PROBLEM STATEMENT:
Would you please copy each line below that includes the string "number"?

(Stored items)

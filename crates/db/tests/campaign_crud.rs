//! Integration tests for the campaign repositories: draft creation, the
//! conditional start transition, message materialization, counter deltas,
//! and terminal-state handling.

use sqlx::PgPool;
use warmline_core::campaign::MessageStatus;
use warmline_db::models::campaign::{CampaignRecipient, CreateCampaign};
use warmline_db::models::instance::CreateSendingInstance;
use warmline_db::repositories::{CampaignMessageRepo, CampaignRepo, InstanceRepo};

// ---------------------------------------------------------------------------
// Helpers
// ---------------------------------------------------------------------------

async fn new_instance(pool: &PgPool, operator_id: i64, label: &str) -> i64 {
    InstanceRepo::create(
        pool,
        &CreateSendingInstance {
            operator_id,
            label: label.to_string(),
        },
    )
    .await
    .unwrap()
    .id
}

fn recipients(n: usize) -> Vec<CampaignRecipient> {
    (0..n)
        .map(|i| CampaignRecipient {
            phone: format!("+55119000000{i:02}"),
            contact_name: Some(format!("Lead {i}")),
        })
        .collect()
}

async fn new_draft(pool: &PgPool, instance_ids: Vec<i64>, n: usize) -> i64 {
    let input = CreateCampaign {
        operator_id: 1,
        name: "march-promo".to_string(),
        sending_mode: "sequential".to_string(),
        instance_ids,
        recipients: recipients(n),
    };
    let json = serde_json::to_value(&input.recipients).unwrap();
    CampaignRepo::create(pool, &input, &json).await.unwrap().id
}

// ---------------------------------------------------------------------------
// Tests
// ---------------------------------------------------------------------------

#[sqlx::test(migrations = "../../db/migrations")]
async fn draft_campaign_has_zero_counters(pool: PgPool) {
    let a = new_instance(&pool, 1, "wa-a").await;
    let id = new_draft(&pool, vec![a], 5).await;

    let campaign = CampaignRepo::find_by_id(&pool, id).await.unwrap().unwrap();
    assert_eq!(campaign.status, "draft");
    assert_eq!(campaign.total_contacts, 5);
    assert_eq!(campaign.sent, 0);
    assert_eq!(campaign.failed, 0);
    assert!(campaign.started_at.is_none());
}

#[sqlx::test(migrations = "../../db/migrations")]
async fn mark_sending_is_single_shot(pool: PgPool) {
    let a = new_instance(&pool, 1, "wa-a").await;
    let id = new_draft(&pool, vec![a], 3).await;

    let started = CampaignRepo::mark_sending(&pool, id).await.unwrap();
    assert!(started.is_some());
    assert!(started.unwrap().started_at.is_some());

    // Second start attempt loses the conditional update.
    assert!(CampaignRepo::mark_sending(&pool, id).await.unwrap().is_none());
}

#[sqlx::test(migrations = "../../db/migrations")]
async fn bulk_insert_preserves_recipient_order(pool: PgPool) {
    let a = new_instance(&pool, 1, "wa-a").await;
    let b = new_instance(&pool, 1, "wa-b").await;
    let id = new_draft(&pool, vec![a, b], 4).await;

    let recips = recipients(4);
    let assignments = vec![a, b, a, b];
    let inserted = CampaignMessageRepo::bulk_insert(&pool, id, &recips, &assignments)
        .await
        .unwrap();
    assert_eq!(inserted, 4);

    let messages = CampaignMessageRepo::list_for_campaign(&pool, id).await.unwrap();
    assert_eq!(messages.len(), 4);
    for (i, message) in messages.iter().enumerate() {
        assert_eq!(message.phone, recips[i].phone);
        assert_eq!(message.instance_id, assignments[i]);
        assert_eq!(message.status, "queued");
    }

    let counts = CampaignMessageRepo::assignment_counts(&pool, id).await.unwrap();
    assert_eq!(counts, vec![(a, 2), (b, 2)]);
}

#[sqlx::test(migrations = "../../db/migrations")]
async fn transition_is_guarded_on_current_status(pool: PgPool) {
    let a = new_instance(&pool, 1, "wa-a").await;
    let id = new_draft(&pool, vec![a], 1).await;
    CampaignMessageRepo::bulk_insert(&pool, id, &recipients(1), &[a])
        .await
        .unwrap();
    let message = &CampaignMessageRepo::list_for_campaign(&pool, id).await.unwrap()[0];

    let updated = CampaignMessageRepo::transition(
        &pool,
        message.id,
        MessageStatus::Queued,
        MessageStatus::Sent,
        None,
    )
    .await
    .unwrap()
    .unwrap();
    assert_eq!(updated.status, "sent");
    assert!(updated.sent_at.is_some());

    // The guard refuses a transition from a stale expected status.
    let stale = CampaignMessageRepo::transition(
        &pool,
        message.id,
        MessageStatus::Queued,
        MessageStatus::Failed,
        Some("late worker"),
    )
    .await
    .unwrap();
    assert!(stale.is_none());
}

#[sqlx::test(migrations = "../../db/migrations")]
async fn deltas_and_completion(pool: PgPool) {
    let a = new_instance(&pool, 1, "wa-a").await;
    let id = new_draft(&pool, vec![a], 2).await;
    CampaignRepo::mark_sending(&pool, id).await.unwrap();

    // Not terminal yet: 1 sent of 2.
    CampaignRepo::apply_result_deltas(&pool, id, 1, 0, 0).await.unwrap();
    assert!(CampaignRepo::complete_if_done(&pool, id).await.unwrap().is_none());

    // 1 sent + 1 failed = 2: terminal.
    CampaignRepo::apply_result_deltas(&pool, id, 0, 0, 1).await.unwrap();
    let completed = CampaignRepo::complete_if_done(&pool, id)
        .await
        .unwrap()
        .unwrap();
    assert_eq!(completed.status, "completed");
    assert!(completed.completed_at.is_some());

    // Completion is idempotent.
    assert!(CampaignRepo::complete_if_done(&pool, id).await.unwrap().is_none());
}

#[sqlx::test(migrations = "../../db/migrations")]
async fn cancel_only_from_draft_or_sending(pool: PgPool) {
    let a = new_instance(&pool, 1, "wa-a").await;

    let draft = new_draft(&pool, vec![a], 1).await;
    assert!(CampaignRepo::cancel(&pool, draft).await.unwrap().is_some());
    // Already cancelled: conditional refuses.
    assert!(CampaignRepo::cancel(&pool, draft).await.unwrap().is_none());
}

#[sqlx::test(migrations = "../../db/migrations")]
async fn failed_messages_view(pool: PgPool) {
    let a = new_instance(&pool, 1, "wa-a").await;
    let id = new_draft(&pool, vec![a], 3).await;
    CampaignMessageRepo::bulk_insert(&pool, id, &recipients(3), &[a, a, a])
        .await
        .unwrap();
    let messages = CampaignMessageRepo::list_for_campaign(&pool, id).await.unwrap();

    CampaignMessageRepo::transition(
        &pool,
        messages[1].id,
        MessageStatus::Queued,
        MessageStatus::Failed,
        Some("number does not exist"),
    )
    .await
    .unwrap();

    let failed = CampaignMessageRepo::list_failed(&pool, id).await.unwrap();
    assert_eq!(failed.len(), 1);
    assert_eq!(failed[0].id, messages[1].id);
    assert_eq!(failed[0].error_message.as_deref(), Some("number does not exist"));
}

RESPONSE TO THE EXERCISE:
        Some("number does not exist"),
    assert_eq!(failed[0].error_message.as_deref(), Some("number does not exist"));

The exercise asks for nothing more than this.